WHAT THE EXERCISE ASKS »
Tell me how many lines of the entries below include the string "axum", and give only the number.

------------------------------------------------------------

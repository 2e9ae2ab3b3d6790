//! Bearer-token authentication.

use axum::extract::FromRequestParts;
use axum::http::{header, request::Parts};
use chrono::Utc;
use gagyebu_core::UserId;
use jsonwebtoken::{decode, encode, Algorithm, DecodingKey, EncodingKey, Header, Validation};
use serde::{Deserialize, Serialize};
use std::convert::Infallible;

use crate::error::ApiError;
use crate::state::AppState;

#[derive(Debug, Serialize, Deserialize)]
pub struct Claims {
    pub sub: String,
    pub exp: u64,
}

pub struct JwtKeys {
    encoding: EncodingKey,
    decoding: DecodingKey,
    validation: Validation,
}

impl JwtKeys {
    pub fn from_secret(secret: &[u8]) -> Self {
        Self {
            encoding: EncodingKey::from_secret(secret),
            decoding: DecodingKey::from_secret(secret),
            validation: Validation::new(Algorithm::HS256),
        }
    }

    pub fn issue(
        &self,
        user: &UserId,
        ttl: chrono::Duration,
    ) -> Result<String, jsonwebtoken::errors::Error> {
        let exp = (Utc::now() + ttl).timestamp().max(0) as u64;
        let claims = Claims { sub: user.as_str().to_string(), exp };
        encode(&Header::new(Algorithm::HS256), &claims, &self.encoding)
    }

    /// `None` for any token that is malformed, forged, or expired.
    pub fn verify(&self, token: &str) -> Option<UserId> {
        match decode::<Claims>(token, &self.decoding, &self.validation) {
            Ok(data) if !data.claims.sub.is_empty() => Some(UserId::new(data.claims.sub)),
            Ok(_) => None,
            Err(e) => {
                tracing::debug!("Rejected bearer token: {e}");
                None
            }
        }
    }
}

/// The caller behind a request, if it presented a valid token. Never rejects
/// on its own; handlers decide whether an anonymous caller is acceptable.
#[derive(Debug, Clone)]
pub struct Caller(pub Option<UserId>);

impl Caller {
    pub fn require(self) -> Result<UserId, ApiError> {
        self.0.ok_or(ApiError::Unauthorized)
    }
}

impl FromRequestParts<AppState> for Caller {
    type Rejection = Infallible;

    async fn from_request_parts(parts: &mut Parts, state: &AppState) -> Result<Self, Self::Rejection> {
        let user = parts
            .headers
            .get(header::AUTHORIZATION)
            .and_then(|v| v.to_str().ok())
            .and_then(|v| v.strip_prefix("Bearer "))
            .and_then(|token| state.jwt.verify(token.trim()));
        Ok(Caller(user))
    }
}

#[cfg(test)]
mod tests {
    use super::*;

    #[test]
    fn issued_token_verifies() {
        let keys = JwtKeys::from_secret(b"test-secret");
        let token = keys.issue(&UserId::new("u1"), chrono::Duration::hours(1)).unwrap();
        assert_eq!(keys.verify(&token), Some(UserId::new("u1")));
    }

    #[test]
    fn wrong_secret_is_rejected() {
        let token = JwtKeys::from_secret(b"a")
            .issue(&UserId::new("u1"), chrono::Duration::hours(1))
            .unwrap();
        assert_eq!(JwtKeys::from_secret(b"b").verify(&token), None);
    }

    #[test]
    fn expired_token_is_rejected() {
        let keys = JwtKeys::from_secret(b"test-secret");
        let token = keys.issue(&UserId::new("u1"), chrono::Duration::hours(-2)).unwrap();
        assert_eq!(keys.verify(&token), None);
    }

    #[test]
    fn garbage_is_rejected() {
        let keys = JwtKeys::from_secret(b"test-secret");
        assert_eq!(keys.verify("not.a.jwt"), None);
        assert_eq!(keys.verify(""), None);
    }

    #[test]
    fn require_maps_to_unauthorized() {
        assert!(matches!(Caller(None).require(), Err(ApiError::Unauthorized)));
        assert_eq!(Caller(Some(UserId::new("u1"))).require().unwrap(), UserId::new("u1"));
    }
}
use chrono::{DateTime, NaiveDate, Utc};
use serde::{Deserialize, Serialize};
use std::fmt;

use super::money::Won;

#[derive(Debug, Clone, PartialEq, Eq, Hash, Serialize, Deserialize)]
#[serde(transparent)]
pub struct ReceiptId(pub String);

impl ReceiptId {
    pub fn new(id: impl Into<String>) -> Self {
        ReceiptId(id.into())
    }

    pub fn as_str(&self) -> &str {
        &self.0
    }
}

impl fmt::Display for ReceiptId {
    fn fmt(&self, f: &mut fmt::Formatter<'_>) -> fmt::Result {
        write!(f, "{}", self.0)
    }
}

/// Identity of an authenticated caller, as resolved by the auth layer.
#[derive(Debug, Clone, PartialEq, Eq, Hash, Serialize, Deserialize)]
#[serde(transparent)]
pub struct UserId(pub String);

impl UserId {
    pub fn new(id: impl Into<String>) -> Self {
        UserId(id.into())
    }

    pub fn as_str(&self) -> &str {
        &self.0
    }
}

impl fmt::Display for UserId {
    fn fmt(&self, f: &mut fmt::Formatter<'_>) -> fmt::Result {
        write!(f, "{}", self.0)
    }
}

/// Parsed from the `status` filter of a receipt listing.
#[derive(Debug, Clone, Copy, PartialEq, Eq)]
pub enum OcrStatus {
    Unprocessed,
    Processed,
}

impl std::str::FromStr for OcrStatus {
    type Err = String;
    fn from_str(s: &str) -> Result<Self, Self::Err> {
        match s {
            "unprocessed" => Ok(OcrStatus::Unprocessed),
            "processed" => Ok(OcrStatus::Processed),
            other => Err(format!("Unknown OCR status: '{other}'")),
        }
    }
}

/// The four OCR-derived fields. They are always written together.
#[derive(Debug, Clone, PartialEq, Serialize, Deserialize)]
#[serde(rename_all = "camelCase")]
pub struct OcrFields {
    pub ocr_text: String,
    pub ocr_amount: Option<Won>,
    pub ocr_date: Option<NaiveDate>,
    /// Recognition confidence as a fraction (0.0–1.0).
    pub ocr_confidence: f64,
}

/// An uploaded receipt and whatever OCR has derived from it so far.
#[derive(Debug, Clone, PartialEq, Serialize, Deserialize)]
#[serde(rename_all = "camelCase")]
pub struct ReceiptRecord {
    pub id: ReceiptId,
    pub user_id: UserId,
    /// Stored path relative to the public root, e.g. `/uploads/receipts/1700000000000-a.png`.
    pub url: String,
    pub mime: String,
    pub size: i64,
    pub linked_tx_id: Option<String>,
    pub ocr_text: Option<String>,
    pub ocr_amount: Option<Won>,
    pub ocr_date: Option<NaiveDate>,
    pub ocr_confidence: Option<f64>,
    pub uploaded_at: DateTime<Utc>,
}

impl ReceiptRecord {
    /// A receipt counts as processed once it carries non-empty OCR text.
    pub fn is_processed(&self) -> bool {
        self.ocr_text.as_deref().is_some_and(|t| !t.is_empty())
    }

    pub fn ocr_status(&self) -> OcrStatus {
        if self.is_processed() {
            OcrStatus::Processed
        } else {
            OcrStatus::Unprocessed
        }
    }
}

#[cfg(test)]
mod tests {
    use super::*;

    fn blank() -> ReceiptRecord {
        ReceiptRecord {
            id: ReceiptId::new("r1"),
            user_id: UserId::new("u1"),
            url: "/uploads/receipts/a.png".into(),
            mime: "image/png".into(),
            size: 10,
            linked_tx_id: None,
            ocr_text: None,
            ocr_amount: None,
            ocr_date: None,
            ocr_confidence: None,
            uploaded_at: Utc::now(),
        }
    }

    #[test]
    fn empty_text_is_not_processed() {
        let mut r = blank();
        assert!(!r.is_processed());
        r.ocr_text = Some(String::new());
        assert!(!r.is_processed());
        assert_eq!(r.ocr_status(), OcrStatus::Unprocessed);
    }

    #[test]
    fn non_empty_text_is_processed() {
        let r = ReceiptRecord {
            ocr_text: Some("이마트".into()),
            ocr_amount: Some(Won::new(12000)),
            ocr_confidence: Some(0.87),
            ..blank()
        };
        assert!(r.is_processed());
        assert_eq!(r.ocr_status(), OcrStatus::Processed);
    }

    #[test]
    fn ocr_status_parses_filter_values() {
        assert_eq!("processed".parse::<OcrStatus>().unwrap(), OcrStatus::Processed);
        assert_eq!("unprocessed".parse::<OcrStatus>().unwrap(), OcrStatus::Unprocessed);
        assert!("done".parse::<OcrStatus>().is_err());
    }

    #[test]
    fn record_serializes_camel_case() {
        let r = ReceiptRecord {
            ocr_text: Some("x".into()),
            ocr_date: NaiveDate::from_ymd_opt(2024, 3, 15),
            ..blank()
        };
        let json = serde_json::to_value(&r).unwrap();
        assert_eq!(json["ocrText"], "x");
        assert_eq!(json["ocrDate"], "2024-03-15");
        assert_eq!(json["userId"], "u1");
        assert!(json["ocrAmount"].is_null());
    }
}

------------------------------------------------------------

WORKED SOLUTION »
2